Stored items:

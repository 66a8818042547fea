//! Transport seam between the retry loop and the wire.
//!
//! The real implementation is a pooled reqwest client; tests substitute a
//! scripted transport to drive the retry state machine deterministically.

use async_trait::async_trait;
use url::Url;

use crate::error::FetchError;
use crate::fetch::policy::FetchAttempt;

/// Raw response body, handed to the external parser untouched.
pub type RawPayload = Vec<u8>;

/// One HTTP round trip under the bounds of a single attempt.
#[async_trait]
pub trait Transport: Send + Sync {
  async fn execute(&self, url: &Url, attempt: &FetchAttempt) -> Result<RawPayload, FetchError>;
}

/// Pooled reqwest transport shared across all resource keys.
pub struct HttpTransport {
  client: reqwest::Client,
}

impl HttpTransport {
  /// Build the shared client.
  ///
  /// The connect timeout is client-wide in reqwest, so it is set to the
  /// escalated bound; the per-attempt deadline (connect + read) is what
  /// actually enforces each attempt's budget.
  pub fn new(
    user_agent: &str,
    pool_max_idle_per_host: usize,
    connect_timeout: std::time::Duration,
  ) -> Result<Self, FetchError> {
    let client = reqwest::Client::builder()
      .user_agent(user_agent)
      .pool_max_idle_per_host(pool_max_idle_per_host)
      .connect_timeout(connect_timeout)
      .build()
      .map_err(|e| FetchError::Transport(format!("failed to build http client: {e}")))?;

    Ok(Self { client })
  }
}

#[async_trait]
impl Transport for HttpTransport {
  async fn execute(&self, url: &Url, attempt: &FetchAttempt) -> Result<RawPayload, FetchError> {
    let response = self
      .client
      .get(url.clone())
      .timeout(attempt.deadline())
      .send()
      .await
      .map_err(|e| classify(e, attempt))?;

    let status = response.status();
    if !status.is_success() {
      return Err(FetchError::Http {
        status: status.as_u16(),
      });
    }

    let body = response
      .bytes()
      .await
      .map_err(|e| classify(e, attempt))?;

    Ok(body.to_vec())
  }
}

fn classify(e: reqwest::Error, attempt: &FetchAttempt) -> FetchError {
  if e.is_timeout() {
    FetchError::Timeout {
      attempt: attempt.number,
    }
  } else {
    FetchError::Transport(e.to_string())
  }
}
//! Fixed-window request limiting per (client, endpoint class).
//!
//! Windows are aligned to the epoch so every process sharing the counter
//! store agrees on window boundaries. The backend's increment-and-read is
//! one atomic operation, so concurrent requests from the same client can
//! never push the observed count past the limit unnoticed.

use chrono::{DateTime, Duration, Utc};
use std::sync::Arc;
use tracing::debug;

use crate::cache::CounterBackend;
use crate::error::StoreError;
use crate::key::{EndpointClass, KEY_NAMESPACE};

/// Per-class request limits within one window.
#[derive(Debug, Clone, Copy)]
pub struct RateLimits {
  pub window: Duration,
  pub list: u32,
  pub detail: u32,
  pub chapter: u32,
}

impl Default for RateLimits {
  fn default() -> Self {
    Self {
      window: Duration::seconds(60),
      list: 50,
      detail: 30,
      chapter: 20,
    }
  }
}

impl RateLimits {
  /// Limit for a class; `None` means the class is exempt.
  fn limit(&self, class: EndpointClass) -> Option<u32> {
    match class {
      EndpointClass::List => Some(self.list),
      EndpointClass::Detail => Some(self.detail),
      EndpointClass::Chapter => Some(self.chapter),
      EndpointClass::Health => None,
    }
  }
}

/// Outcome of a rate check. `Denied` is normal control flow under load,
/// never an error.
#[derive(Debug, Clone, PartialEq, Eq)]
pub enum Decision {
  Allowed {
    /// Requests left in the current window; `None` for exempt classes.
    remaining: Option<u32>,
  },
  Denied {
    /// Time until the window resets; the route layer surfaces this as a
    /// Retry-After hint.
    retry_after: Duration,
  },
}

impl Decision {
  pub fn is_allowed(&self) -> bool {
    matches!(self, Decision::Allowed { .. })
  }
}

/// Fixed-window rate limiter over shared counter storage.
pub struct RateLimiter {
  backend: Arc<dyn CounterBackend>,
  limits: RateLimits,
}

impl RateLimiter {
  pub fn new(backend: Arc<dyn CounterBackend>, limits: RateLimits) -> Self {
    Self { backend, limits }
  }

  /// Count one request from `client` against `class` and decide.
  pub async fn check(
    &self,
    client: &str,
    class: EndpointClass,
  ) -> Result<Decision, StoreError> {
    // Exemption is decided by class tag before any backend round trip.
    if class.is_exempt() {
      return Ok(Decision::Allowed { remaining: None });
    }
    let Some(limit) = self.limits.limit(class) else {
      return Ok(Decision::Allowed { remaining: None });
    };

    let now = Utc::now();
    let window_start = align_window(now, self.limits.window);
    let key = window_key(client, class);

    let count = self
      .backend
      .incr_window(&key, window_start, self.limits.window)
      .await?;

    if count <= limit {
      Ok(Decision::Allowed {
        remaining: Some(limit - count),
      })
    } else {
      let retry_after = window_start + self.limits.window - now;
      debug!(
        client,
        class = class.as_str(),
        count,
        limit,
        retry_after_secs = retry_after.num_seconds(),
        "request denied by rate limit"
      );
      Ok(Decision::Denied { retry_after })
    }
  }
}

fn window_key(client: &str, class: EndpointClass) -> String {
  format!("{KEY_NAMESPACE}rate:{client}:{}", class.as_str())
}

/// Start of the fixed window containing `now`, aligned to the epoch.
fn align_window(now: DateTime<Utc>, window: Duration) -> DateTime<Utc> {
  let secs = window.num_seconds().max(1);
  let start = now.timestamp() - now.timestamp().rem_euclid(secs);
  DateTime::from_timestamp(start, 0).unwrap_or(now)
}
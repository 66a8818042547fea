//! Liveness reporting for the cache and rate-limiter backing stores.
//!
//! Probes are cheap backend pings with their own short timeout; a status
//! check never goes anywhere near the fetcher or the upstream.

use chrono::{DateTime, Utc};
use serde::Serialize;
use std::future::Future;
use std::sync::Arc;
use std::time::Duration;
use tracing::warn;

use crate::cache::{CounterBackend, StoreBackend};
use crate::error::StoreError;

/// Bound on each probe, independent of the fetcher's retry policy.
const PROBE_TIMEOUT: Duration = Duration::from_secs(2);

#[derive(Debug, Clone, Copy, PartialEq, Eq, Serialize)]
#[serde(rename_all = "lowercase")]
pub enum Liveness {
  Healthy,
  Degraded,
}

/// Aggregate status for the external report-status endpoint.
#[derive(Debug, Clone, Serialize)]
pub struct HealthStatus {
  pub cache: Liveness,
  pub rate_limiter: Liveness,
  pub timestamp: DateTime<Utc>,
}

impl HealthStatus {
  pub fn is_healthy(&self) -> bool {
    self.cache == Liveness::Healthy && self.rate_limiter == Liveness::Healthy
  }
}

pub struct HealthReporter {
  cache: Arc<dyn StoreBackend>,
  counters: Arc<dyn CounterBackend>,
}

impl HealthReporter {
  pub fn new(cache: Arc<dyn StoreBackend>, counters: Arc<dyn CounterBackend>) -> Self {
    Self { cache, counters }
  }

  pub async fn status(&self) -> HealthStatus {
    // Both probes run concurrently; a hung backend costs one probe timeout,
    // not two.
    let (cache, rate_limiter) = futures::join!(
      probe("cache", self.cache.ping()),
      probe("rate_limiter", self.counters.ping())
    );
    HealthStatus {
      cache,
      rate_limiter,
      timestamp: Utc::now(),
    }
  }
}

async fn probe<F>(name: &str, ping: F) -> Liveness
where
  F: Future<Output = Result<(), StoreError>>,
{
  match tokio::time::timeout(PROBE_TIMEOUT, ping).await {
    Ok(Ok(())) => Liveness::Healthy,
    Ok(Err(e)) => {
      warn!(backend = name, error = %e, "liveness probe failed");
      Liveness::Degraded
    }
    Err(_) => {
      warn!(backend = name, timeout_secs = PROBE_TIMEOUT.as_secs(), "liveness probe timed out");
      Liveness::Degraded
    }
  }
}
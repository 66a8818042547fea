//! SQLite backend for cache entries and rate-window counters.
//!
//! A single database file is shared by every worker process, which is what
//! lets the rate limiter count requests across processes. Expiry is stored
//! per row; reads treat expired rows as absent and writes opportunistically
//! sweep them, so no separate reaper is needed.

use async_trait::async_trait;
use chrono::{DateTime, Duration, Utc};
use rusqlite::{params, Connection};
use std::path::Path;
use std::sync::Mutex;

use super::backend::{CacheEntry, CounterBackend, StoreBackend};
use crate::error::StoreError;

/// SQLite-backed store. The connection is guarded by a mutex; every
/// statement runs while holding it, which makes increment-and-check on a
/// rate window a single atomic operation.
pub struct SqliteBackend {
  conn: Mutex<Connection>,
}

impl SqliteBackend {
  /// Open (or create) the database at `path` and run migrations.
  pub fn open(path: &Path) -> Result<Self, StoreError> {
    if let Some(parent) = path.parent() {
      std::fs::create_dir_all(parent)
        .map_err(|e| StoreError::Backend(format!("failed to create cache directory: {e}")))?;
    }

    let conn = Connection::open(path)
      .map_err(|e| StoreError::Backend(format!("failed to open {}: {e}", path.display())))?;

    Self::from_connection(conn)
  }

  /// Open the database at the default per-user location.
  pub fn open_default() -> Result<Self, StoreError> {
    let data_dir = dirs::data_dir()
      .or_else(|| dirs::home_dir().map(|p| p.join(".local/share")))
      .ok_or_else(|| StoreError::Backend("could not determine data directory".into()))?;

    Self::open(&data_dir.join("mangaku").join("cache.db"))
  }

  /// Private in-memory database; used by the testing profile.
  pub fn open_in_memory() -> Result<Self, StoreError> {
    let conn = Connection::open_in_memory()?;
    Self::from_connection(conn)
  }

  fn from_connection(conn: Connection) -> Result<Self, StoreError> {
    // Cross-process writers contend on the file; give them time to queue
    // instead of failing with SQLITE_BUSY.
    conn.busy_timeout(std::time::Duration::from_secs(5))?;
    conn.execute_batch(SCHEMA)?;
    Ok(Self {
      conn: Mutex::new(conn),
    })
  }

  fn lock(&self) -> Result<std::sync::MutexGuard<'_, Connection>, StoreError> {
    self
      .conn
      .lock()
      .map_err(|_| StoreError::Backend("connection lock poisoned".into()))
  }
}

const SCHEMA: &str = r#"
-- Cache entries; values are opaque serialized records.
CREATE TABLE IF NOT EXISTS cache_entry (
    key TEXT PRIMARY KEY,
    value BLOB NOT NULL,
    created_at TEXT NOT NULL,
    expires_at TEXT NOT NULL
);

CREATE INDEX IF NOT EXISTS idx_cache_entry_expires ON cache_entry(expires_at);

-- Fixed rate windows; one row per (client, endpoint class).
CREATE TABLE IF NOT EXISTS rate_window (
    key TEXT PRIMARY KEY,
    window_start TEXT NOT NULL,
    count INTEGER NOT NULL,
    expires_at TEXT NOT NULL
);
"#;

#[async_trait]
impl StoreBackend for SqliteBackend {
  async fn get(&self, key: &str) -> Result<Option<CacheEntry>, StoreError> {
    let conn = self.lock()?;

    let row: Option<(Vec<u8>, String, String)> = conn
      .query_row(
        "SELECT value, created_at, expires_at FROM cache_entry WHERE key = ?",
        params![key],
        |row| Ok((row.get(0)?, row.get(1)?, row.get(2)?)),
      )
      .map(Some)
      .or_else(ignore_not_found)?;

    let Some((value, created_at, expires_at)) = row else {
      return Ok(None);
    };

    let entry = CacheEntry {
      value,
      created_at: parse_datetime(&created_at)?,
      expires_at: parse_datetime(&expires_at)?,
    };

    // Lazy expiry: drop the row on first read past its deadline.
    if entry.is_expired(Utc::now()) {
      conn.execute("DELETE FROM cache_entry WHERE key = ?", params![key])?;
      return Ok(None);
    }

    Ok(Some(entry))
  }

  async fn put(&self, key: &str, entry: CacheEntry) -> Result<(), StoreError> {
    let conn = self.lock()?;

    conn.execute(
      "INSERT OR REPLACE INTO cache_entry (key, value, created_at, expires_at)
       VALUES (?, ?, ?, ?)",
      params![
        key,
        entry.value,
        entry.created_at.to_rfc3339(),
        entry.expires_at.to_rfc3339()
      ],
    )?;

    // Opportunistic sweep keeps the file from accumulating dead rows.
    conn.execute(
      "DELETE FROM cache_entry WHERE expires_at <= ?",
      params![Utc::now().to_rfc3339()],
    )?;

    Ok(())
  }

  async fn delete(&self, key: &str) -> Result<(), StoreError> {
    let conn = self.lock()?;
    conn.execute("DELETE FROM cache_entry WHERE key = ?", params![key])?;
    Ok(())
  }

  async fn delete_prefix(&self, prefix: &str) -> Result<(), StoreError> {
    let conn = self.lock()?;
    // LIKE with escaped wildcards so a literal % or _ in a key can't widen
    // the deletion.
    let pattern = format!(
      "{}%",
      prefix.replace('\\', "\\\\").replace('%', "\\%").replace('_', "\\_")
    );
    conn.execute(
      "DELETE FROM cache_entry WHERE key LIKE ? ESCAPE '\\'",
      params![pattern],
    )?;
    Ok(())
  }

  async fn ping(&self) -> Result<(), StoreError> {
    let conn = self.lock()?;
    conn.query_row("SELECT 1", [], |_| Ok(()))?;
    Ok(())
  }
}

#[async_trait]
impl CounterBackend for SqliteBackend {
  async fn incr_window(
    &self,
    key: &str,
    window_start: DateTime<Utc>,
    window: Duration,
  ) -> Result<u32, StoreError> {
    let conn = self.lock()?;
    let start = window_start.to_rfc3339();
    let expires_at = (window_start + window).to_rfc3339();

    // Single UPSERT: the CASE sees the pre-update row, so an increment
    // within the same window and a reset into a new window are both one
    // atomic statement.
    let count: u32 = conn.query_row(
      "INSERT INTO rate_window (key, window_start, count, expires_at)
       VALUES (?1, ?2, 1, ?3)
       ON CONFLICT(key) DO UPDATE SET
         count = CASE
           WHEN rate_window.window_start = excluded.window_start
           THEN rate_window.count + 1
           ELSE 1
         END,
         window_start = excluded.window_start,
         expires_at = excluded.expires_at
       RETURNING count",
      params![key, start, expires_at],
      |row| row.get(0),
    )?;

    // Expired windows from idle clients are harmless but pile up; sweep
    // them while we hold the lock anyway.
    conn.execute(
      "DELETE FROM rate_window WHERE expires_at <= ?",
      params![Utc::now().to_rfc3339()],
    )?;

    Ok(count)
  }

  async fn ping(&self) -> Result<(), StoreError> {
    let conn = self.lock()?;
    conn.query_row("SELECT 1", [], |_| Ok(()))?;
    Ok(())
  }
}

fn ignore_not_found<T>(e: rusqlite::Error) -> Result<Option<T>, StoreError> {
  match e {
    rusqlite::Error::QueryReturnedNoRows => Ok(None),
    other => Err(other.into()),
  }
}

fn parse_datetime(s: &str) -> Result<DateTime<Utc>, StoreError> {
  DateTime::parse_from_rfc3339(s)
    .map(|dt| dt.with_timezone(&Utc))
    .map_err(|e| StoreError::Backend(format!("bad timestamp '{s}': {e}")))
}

Your objective
Which of the lines above include the word "None"? Copy each of them.

Answer for this exercise
  /// Limit for a class; `None` means the class is exempt.
      EndpointClass::Health => None,
    /// Requests left in the current window; `None` for exempt classes.
      return Ok(Decision::Allowed { remaining: None });
      return Ok(Decision::Allowed { remaining: None });
      return Ok(None);
      return Ok(None);
    rusqlite::Error::QueryReturnedNoRows => Ok(None),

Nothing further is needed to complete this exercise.